MNM1D: a code for modeling colloid transport under variable ionic strength in saturated porous media

Beside advection-dispersion phenomena, colloid transport in saturated porous media is controlled by particle-particle and particle-collector interactions, that result in deposition (attachment) and release (detachment) kinetics, strongly affected by hydrochemical parameters. The present study develops and depicts a novel colloid transport model, where mobilization and immobilization onto the solid matrix are taken into consideration, and the effect of transients in ionic strength is systematically addressed and quantified by explicitly including a salt transport equation in the set of the partial differential model equations.
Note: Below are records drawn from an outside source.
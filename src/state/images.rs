/// Image load tracking for slides and favicons
///
/// Each reference (URL or `data:` URI) is loaded once. A reference that
/// fails stays `Failed` until the next reload: the view keeps its slot
/// empty instead of collapsing the layout or swapping in another image.

use base64::engine::general_purpose::STANDARD;
use base64::Engine as _;
use iced::widget::image::Handle;
use std::collections::HashMap;
use std::io::Cursor;

use crate::api::CatalogClient;
use crate::error::{FolioError, Result};

#[derive(Debug, Clone)]
pub enum ImageState {
    Loading,
    Ready(Handle),
    Failed,
}

#[derive(Debug, Default)]
pub struct ImageStore {
    images: HashMap<String, ImageState>,
}

impl ImageStore {
    pub fn new() -> Self {
        Self::default()
    }

    pub fn get(&self, reference: &str) -> Option<&ImageState> {
        self.images.get(reference)
    }

    pub fn handle(&self, reference: &str) -> Option<&Handle> {
        match self.images.get(reference) {
            Some(ImageState::Ready(handle)) => Some(handle),
            _ => None,
        }
    }

    /// Mark unseen references as loading and return them for fetching
    pub fn request<'a, I>(&mut self, references: I) -> Vec<String>
    where
        I: IntoIterator<Item = &'a str>,
    {
        let mut fresh = Vec::new();
        for reference in references {
            if reference.is_empty() || self.images.contains_key(reference) {
                continue;
            }
            self.images.insert(reference.to_string(), ImageState::Loading);
            fresh.push(reference.to_string());
        }
        fresh
    }

    /// Record the outcome of a load
    pub fn finish(&mut self, reference: String, result: std::result::Result<Handle, String>) {
        let state = match result {
            Ok(handle) => ImageState::Ready(handle),
            Err(e) => {
                log::warn!("Hiding image {}: {}", abbreviate(&reference), e);
                ImageState::Failed
            }
        };
        self.images.insert(reference, state);
    }

    /// Forget failed loads so the next `request` fetches them again.
    /// Returns how many were dropped.
    pub fn retry_failed(&mut self) -> usize {
        let before = self.images.len();
        self.images
            .retain(|_, state| !matches!(state, ImageState::Failed));
        before - self.images.len()
    }
}

/// Fetch or decode `reference` and turn it into a drawable handle
pub async fn load(client: CatalogClient, reference: String) -> Result<Handle> {
    let bytes = if reference.starts_with("data:") {
        decode_data_uri(&reference)?
    } else {
        client.fetch_bytes(&reference).await?
    };
    into_handle(bytes)
}

/// Decode a base64 `data:` URI into raw bytes
pub fn decode_data_uri(uri: &str) -> Result<Vec<u8>> {
    let rest = uri
        .strip_prefix("data:")
        .ok_or_else(|| FolioError::DataUri("missing data: prefix".into()))?;
    let (meta, payload) = rest
        .split_once(',')
        .ok_or_else(|| FolioError::DataUri("missing ',' separator".into()))?;
    if !meta.ends_with(";base64") {
        return Err(FolioError::DataUri("only base64 payloads are supported".into()));
    }
    STANDARD
        .decode(payload.trim())
        .map_err(|e| FolioError::DataUri(e.to_string()))
}

/// Check that `bytes` holds a readable image header, then wrap it
pub fn into_handle(bytes: Vec<u8>) -> Result<Handle> {
    let (width, height) = image::ImageReader::new(Cursor::new(&bytes))
        .with_guessed_format()?
        .into_dimensions()?;
    log::trace!("Loaded {}x{} image ({} bytes)", width, height, bytes.len());
    Ok(Handle::from_bytes(bytes))
}

/// Data URIs can be megabytes long; keep log lines short
fn abbreviate(reference: &str) -> &str {
    match reference.char_indices().nth(64) {
        Some((end, _)) => &reference[..end],
        None => reference,
    }
}

#[cfg(test)]
mod tests {
    use super::*;

    const PIXEL_PNG: &str = "data:image/png;base64,iVBORw0KGgoAAAANSUhEUgAAAAEAAAABCAYAAAAfFcSJAAAADUlEQVR42mNkYPhfDwAChwGA60e6kgAAAABJRU5ErkJggg==";

    #[test]
    fn test_data_uri_decodes_to_handle() {
        let bytes = decode_data_uri(PIXEL_PNG).unwrap();
        assert_eq!(&bytes[1..4], b"PNG");
        assert!(into_handle(bytes).is_ok());
    }

    #[test]
    fn test_rejects_non_base64_data_uri() {
        assert!(matches!(
            decode_data_uri("data:text/plain,hello"),
            Err(FolioError::DataUri(_))
        ));
        assert!(decode_data_uri("data:image/png;base64").is_err());
    }

    #[test]
    fn test_garbage_bytes_are_not_an_image() {
        assert!(into_handle(b"<html>404</html>".to_vec()).is_err());
    }

    #[test]
    fn test_request_only_returns_unseen_references() {
        let mut store = ImageStore::new();
        let first = store.request(["a.png", "b.png", "a.png", ""]);
        assert_eq!(first, vec!["a.png", "b.png"]);
        assert!(matches!(store.get("a.png"), Some(ImageState::Loading)));

        let second = store.request(["b.png", "c.png"]);
        assert_eq!(second, vec!["c.png"]);
    }

    #[test]
    fn test_failed_reference_stays_failed() {
        let mut store = ImageStore::new();
        store.request(["broken.png"]);
        store.finish("broken.png".into(), Err("404".into()));
        assert!(matches!(store.get("broken.png"), Some(ImageState::Failed)));
        assert!(store.handle("broken.png").is_none());
        assert!(store.request(["broken.png"]).is_empty());
    }

    #[test]
    fn test_reload_retries_failed_references() {
        let mut store = ImageStore::new();
        store.request(["broken.png", "fine.png", "pending.png"]);
        store.finish("broken.png".into(), Err("timeout".into()));
        store.finish(
            "fine.png".into(),
            into_handle(decode_data_uri(PIXEL_PNG).unwrap()).map_err(|e| e.to_string()),
        );

        assert_eq!(store.retry_failed(), 1);
        assert!(store.get("broken.png").is_none());
        assert_eq!(
            store.request(["broken.png", "fine.png", "pending.png"]),
            vec!["broken.png"]
        );
    }

    #[test]
    fn test_abbreviate_long_references() {
        let long = "x".repeat(200);
        assert_eq!(abbreviate(&long).len(), 64);
        assert_eq!(abbreviate("short"), "short");
    }
}
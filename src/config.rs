/// Application settings
///
/// Loaded from `settings.json` in the user config directory:
/// - Linux: ~/.config/folio-gallery/settings.json
/// - macOS: ~/Library/Application Support/folio-gallery/settings.json
/// - Windows: %APPDATA%\folio-gallery\settings.json
///
/// Every field is optional; missing ones take the defaults below.

use serde::{Deserialize, Serialize};
use std::path::{Path, PathBuf};
use std::time::Duration;

use crate::carousel::lightbox::SwipeConfig;
use crate::carousel::{EdgePolicy, SurfaceConfig};
use crate::error::Result;

/// Remote catalog API used when nothing else is configured
pub const DEFAULT_API_URL: &str = "https://apirayfogportfolio.nearbydoctors.in/public/api/admin";

/// Environment variable overriding `api_base_url`
pub const API_URL_ENV: &str = "FOLIO_API_URL";

/// Serialized form of a `SurfaceConfig` (durations in milliseconds)
#[derive(Serialize, Deserialize, Debug, Clone, Copy, PartialEq)]
#[serde(default)]
pub struct SurfaceSettings {
    pub policy: EdgePolicy,
    pub autoplay_ms: u64,
    pub cooldown_ms: u64,
    pub aspect_ratio: f32,
    pub transition_ms: u64,
}

impl Default for SurfaceSettings {
    fn default() -> Self {
        SurfaceConfig::grid().into()
    }
}

impl From<SurfaceConfig> for SurfaceSettings {
    fn from(config: SurfaceConfig) -> Self {
        Self {
            policy: config.policy,
            autoplay_ms: config.autoplay_interval.as_millis() as u64,
            cooldown_ms: config.resume_cooldown.as_millis() as u64,
            aspect_ratio: config.aspect_ratio,
            transition_ms: config.transition.as_millis() as u64,
        }
    }
}

impl From<SurfaceSettings> for SurfaceConfig {
    fn from(settings: SurfaceSettings) -> Self {
        let aspect_ratio = if settings.aspect_ratio.is_finite() && settings.aspect_ratio > 0.0 {
            settings.aspect_ratio
        } else {
            16.0 / 9.0
        };
        Self {
            policy: settings.policy,
            // A zero interval would fire on every tick
            autoplay_interval: Duration::from_millis(settings.autoplay_ms.max(100)),
            resume_cooldown: Duration::from_millis(settings.cooldown_ms),
            aspect_ratio,
            transition: Duration::from_millis(settings.transition_ms),
        }
    }
}

#[derive(Serialize, Deserialize, Debug, Clone, PartialEq)]
#[serde(default)]
pub struct Settings {
    pub api_base_url: String,
    pub grid: SurfaceSettings,
    pub lightbox: SurfaceSettings,
    pub admin: SurfaceSettings,
    pub swipe_threshold_px: f32,
    pub swipe_cooldown_ms: u64,
}

impl Default for Settings {
    fn default() -> Self {
        let swipe = SwipeConfig::default();
        Self {
            api_base_url: DEFAULT_API_URL.to_string(),
            grid: SurfaceConfig::grid().into(),
            lightbox: SurfaceConfig::lightbox().into(),
            admin: SurfaceConfig::admin().into(),
            swipe_threshold_px: swipe.threshold_px,
            swipe_cooldown_ms: swipe.cooldown.as_millis() as u64,
        }
    }
}

impl Settings {
    /// Load from the default location, then apply the environment override.
    ///
    /// A missing or unreadable file is not fatal: defaults are used and the
    /// problem is logged.
    pub fn load() -> Self {
        let mut settings = match Self::default_path() {
            Some(path) => Self::load_from(&path).unwrap_or_else(|e| {
                log::warn!("Ignoring settings at {}: {}", path.display(), e);
                Self::default()
            }),
            None => Self::default(),
        };

        if let Ok(url) = std::env::var(API_URL_ENV) {
            if !url.trim().is_empty() {
                settings.api_base_url = url.trim().to_string();
            }
        }
        settings
    }

    /// Read settings from `path`. An absent file yields the defaults.
    pub fn load_from(path: &Path) -> Result<Self> {
        if !path.exists() {
            log::debug!("No settings file at {}, using defaults", path.display());
            return Ok(Self::default());
        }
        let json = std::fs::read_to_string(path)?;
        Ok(serde_json::from_str(&json)?)
    }

    pub fn default_path() -> Option<PathBuf> {
        let mut path = dirs::config_dir()?;
        path.push("folio-gallery");
        path.push("settings.json");
        Some(path)
    }

    pub fn grid_surface(&self) -> SurfaceConfig {
        self.grid.into()
    }

    pub fn lightbox_surface(&self) -> SurfaceConfig {
        self.lightbox.into()
    }

    pub fn admin_surface(&self) -> SurfaceConfig {
        self.admin.into()
    }

    pub fn swipe(&self) -> SwipeConfig {
        SwipeConfig {
            threshold_px: self.swipe_threshold_px.max(0.0),
            cooldown: Duration::from_millis(self.swipe_cooldown_ms),
        }
    }
}

#[cfg(test)]
mod tests {
    use super::*;
    use std::io::Write;

    #[test]
    fn test_missing_file_gives_defaults() {
        let dir = tempfile::tempdir().unwrap();
        let settings = Settings::load_from(&dir.path().join("settings.json")).unwrap();
        assert_eq!(settings, Settings::default());
        assert_eq!(settings.lightbox_surface(), SurfaceConfig::lightbox());
    }

    #[test]
    fn test_partial_file_keeps_other_defaults() {
        let dir = tempfile::tempdir().unwrap();
        let path = dir.path().join("settings.json");
        let mut file = std::fs::File::create(&path).unwrap();
        write!(
            file,
            r#"{{"api_base_url": "http://localhost:8000/api", "grid": {{"policy": "clamp", "autoplay_ms": 2500}}}}"#
        )
        .unwrap();

        let settings = Settings::load_from(&path).unwrap();
        assert_eq!(settings.api_base_url, "http://localhost:8000/api");

        let grid = settings.grid_surface();
        assert_eq!(grid.policy, EdgePolicy::Clamp);
        assert_eq!(grid.autoplay_interval, Duration::from_millis(2500));
        assert_eq!(grid.transition, Duration::from_millis(300));
        assert_eq!(settings.swipe().threshold_px, 40.0);
    }

    #[test]
    fn test_malformed_file_is_an_error() {
        let dir = tempfile::tempdir().unwrap();
        let path = dir.path().join("settings.json");
        std::fs::write(&path, "{ not json").unwrap();
        assert!(Settings::load_from(&path).is_err());
    }

    #[test]
    fn test_degenerate_values_are_sanitized() {
        let settings = SurfaceSettings {
            autoplay_ms: 0,
            aspect_ratio: -1.0,
            ..SurfaceSettings::default()
        };
        let config: SurfaceConfig = settings.into();
        assert_eq!(config.autoplay_interval, Duration::from_millis(100));
        assert!((config.aspect_ratio - 16.0 / 9.0).abs() < 1e-6);
    }
}
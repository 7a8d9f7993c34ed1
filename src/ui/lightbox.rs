use iced::widget::{button, column, container, opaque, row, text, Space};
use iced::{Alignment, Background, Color, ContentFit, Element, Length, Theme};

use super::slides;
use super::surface::GalleryTarget;
use crate::carousel::Lightbox;
use crate::state::images::ImageStore;
use crate::Message;

/// Full-window overlay. It is opaque to the pointer, so the page underneath
/// neither scrolls nor reacts while it is shown.
///
/// After closing only the backdrop remains, fading out and letting input
/// through to the page.
pub fn view<'a>(lightbox: &Lightbox, images: &ImageStore) -> Element<'a, Message> {
    if !lightbox.is_open() {
        let opacity = lightbox.opacity();
        return container(Space::new(Length::Fill, Length::Fill))
            .width(Length::Fill)
            .height(Length::Fill)
            .style(move |theme: &Theme| backdrop(theme, opacity))
            .into();
    }

    let gallery = lightbox.gallery();
    let (position, total) = lightbox.counter();

    let top_bar = row![
        text(format!("{} / {}", position, total)).size(16),
        Space::with_width(Length::Fill),
        button(text("✕").size(18))
            .padding([4, 12])
            .style(button::secondary)
            .on_press(Message::CloseLightbox),
    ]
    .align_y(Alignment::Center);

    let stage = container(slides::gallery(
        gallery,
        GalleryTarget::Lightbox,
        images,
        ContentFit::Contain,
    ))
    .width(Length::Fill)
    .height(Length::Fill)
    .clip(true);

    let content = column![top_bar, stage].spacing(12).padding(24);

    opaque(
        container(content)
            .width(Length::Fill)
            .height(Length::Fill)
            .style(|theme: &Theme| backdrop(theme, 1.0)),
    )
}

fn backdrop(_theme: &Theme, opacity: f32) -> container::Style {
    container::Style {
        background: Some(Background::Color(Color::from_rgba(0.0, 0.0, 0.0, 0.88 * opacity))),
        text_color: Some(Color::WHITE),
        ..container::Style::default()
    }
}
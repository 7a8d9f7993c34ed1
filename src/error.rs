/// Error type shared by the catalog, API and storage layers
///
/// The carousel engine has no failure paths; everything here comes from the
/// world outside it (network, SQLite, files, image payloads).

use thiserror::Error;

#[derive(Debug, Error)]
pub enum FolioError {
    #[error("database error: {0}")]
    Database(#[from] rusqlite::Error),

    #[error("HTTP error: {0}")]
    Http(#[from] reqwest::Error),

    /// Non-success status, with the server's message when it sent one
    #[error("{message}")]
    Api { status: u16, message: String },

    #[error("JSON error: {0}")]
    Json(#[from] serde_json::Error),

    #[error("IO error: {0}")]
    Io(#[from] std::io::Error),

    #[error("image could not be decoded: {0}")]
    Image(#[from] image::ImageError),

    #[error("invalid data URI: {0}")]
    DataUri(String),

    #[error("could not determine the user data directory")]
    NoDataDir,
}

pub type Result<T> = std::result::Result<T, FolioError>;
Semi-empirical correlations between attachment/detachment coefficients and ionic strength are proposed, and used to tie the salt and colloid transport equations. The model is implemented in a finite-differences numerical code, called MNM1D (Micro- and Nanoparticle transport Model in porous media), that takes into consideration two distinct interaction sites with both linear and blocking (i.e. limited to a maximum colloid concentration onto the solid phase) attachment kinetics. The code can be downloaded from www.polito.it/groundwater/software. MNM1D code was validated comparing the results with well-established analytical and numerical solutions for colloid transport, applied in constant ionic strength conditions. The model was then used for interpreting a number of laboratory tests in 1D geometry, exploring a wide range of ionic strengths (1 to 300 mM) both in constant and transient conditions.